* [Work instruction]: Filter the entries and keep only the lines where the string "clippy" appears.
:: Material provided
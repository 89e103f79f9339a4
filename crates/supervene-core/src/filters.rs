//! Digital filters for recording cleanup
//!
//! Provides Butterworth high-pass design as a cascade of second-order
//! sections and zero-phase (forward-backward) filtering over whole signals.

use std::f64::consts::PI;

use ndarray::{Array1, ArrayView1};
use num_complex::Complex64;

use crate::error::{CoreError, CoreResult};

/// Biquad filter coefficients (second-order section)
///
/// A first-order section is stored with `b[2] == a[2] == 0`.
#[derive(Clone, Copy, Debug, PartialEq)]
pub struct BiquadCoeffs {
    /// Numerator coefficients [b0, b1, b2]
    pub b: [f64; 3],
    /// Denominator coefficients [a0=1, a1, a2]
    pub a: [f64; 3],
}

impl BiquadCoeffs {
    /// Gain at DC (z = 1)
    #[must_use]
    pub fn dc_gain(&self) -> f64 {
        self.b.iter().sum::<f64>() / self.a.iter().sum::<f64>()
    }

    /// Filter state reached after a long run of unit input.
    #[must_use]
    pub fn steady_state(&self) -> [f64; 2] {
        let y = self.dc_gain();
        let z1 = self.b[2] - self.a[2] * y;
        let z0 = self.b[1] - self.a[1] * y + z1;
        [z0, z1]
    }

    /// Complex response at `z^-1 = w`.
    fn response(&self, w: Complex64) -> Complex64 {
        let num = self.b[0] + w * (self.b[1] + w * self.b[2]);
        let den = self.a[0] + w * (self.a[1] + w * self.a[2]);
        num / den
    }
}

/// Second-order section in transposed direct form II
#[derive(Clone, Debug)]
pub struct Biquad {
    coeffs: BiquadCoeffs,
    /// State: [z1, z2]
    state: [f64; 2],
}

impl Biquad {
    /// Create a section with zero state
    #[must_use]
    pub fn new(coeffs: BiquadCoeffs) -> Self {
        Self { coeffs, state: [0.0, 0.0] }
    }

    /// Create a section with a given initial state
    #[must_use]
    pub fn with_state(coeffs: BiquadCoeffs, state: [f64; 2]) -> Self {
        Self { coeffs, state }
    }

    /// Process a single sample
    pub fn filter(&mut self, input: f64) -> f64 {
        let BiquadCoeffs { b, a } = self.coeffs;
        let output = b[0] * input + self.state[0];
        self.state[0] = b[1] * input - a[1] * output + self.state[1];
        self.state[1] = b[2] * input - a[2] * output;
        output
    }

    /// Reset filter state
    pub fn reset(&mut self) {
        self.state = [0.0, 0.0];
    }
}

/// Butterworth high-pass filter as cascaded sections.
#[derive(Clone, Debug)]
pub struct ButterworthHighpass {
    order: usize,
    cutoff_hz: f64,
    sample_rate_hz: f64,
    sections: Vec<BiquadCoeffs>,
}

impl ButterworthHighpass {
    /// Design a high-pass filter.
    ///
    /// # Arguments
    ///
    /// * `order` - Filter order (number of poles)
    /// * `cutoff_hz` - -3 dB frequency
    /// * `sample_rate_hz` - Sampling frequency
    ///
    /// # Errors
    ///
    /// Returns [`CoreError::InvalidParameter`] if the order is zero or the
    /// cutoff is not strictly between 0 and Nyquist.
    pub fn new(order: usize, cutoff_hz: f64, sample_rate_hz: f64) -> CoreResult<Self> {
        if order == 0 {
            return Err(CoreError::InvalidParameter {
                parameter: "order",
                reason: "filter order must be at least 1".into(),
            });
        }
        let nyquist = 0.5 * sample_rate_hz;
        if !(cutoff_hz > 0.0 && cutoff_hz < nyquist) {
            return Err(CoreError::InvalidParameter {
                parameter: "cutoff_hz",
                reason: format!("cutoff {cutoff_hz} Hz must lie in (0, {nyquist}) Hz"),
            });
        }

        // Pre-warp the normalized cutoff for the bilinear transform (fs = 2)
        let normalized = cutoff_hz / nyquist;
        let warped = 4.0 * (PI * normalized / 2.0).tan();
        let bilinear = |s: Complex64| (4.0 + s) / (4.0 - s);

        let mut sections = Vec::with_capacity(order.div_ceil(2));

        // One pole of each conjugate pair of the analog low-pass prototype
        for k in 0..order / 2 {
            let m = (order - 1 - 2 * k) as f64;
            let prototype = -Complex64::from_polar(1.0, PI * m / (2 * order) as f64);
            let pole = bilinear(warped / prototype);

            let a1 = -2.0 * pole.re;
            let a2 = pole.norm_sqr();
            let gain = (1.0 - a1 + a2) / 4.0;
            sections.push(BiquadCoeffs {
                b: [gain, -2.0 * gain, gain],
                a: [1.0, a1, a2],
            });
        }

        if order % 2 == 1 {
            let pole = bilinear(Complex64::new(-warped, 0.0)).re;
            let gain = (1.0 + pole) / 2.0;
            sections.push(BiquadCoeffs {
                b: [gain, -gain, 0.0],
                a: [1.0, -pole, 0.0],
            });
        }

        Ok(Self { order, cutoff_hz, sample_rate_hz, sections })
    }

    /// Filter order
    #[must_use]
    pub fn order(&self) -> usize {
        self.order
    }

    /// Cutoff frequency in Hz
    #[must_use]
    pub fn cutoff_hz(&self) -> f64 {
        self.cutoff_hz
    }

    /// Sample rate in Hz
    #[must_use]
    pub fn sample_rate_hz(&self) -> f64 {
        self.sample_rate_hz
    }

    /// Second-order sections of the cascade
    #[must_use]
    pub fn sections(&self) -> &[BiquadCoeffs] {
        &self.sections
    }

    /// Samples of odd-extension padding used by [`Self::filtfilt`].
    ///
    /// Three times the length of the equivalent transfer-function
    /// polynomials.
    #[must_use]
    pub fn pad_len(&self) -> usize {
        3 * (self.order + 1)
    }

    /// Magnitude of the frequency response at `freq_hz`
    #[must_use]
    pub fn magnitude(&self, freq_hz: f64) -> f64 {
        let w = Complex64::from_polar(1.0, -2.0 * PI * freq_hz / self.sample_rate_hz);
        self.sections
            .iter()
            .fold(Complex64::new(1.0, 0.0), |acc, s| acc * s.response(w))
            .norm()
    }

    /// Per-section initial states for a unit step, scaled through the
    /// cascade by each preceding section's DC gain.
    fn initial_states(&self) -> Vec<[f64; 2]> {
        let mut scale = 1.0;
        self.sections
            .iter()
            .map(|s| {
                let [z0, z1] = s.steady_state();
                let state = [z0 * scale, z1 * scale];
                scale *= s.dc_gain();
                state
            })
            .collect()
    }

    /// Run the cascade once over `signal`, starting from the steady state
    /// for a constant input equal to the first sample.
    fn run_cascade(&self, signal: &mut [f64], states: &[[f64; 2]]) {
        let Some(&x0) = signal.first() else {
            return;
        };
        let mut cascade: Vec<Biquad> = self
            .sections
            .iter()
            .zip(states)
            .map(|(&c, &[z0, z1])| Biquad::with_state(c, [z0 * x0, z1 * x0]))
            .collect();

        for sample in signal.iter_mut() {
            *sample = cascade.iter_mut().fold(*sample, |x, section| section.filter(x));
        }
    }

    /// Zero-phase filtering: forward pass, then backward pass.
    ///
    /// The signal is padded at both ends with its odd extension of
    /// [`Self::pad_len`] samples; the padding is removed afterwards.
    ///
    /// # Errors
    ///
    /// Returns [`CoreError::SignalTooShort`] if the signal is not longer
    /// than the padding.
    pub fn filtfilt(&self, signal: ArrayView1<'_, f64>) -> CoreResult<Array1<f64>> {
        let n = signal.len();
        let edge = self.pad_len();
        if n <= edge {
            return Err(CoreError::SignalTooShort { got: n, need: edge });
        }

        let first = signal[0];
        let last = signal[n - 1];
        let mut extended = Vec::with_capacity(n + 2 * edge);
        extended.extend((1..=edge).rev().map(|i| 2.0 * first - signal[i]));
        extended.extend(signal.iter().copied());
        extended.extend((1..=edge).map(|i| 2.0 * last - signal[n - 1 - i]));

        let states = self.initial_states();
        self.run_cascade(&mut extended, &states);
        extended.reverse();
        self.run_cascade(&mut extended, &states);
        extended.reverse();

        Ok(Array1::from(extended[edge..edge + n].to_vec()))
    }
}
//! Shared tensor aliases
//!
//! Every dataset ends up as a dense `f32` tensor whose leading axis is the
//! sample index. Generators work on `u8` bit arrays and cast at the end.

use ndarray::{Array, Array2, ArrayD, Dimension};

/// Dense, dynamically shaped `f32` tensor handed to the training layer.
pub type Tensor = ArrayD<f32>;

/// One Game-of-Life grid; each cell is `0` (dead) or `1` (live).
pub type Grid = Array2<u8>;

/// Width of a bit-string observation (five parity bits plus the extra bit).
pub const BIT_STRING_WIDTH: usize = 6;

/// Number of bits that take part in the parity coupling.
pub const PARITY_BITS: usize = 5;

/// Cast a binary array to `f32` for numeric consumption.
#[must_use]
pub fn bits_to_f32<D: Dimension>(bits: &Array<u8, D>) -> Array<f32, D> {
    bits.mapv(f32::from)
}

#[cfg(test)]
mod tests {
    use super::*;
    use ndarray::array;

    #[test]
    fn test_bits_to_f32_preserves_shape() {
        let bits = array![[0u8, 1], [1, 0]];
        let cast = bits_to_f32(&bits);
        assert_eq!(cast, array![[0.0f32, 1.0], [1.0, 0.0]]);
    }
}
::::
:: Material provided
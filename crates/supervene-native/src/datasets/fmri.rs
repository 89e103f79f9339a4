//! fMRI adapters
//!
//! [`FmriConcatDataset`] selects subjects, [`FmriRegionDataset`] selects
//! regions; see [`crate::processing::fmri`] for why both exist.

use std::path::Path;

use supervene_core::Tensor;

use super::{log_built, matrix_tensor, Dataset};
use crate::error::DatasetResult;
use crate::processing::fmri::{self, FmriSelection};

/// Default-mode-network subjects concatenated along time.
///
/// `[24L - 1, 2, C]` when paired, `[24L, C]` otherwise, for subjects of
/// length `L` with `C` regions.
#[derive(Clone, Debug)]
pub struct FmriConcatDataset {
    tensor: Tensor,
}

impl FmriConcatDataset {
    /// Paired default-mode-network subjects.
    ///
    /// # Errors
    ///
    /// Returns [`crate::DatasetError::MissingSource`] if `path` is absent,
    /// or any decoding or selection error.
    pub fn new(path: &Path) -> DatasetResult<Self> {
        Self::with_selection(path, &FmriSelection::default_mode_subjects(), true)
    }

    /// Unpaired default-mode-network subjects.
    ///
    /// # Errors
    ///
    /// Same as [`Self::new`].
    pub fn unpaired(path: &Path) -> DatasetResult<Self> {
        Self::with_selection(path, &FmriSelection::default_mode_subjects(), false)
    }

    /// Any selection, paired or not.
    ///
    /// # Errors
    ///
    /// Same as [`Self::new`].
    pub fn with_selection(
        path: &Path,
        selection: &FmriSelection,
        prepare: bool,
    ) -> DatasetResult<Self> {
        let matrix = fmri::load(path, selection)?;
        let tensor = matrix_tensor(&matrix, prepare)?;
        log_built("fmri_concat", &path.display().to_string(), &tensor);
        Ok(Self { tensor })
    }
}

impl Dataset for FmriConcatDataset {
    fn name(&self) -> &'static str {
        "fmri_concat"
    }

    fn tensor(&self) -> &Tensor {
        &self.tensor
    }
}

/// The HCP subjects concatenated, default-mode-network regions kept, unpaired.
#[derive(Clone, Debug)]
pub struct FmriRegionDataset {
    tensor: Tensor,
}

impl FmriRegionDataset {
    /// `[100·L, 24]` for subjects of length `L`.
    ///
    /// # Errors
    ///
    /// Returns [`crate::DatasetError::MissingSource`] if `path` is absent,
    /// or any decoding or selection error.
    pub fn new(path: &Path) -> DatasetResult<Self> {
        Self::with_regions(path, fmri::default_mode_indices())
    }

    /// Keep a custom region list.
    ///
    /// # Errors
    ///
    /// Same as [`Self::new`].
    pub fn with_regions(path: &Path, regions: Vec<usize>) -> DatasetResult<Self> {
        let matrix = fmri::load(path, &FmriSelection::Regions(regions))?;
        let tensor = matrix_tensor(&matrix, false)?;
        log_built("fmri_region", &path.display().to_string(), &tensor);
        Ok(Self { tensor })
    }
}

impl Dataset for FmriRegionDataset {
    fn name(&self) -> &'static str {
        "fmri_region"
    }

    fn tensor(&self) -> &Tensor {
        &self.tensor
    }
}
::::
:: Material provided
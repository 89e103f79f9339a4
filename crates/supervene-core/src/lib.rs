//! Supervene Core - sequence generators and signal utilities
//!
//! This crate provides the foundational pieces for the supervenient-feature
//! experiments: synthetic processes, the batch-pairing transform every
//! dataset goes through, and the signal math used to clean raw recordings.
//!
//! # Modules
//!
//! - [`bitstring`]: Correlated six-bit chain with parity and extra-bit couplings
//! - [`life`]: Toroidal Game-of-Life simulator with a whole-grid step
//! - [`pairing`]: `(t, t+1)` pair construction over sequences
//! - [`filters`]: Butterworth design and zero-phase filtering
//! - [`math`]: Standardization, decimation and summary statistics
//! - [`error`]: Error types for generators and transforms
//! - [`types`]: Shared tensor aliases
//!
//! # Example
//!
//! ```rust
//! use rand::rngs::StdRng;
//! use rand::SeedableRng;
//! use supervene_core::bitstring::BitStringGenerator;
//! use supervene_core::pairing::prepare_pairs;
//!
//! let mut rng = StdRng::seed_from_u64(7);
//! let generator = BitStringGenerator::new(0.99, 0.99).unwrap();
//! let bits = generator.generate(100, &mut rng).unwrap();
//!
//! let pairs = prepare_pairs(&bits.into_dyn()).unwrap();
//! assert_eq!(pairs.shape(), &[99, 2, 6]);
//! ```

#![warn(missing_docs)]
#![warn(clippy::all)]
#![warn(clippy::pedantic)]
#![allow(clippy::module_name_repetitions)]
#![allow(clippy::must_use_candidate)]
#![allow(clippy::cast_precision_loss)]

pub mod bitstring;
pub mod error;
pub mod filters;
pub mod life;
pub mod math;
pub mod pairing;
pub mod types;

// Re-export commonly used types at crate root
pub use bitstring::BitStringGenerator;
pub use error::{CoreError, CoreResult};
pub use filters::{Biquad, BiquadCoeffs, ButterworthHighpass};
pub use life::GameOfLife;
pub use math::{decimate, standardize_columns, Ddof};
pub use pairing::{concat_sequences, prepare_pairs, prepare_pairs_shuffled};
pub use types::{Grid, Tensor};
::::
* [Written solution]:
#![warn(clippy::all)]
#![warn(clippy::pedantic)]
#![allow(clippy::module_name_repetitions)]
#![allow(clippy::must_use_candidate)]
#![allow(clippy::cast_precision_loss)]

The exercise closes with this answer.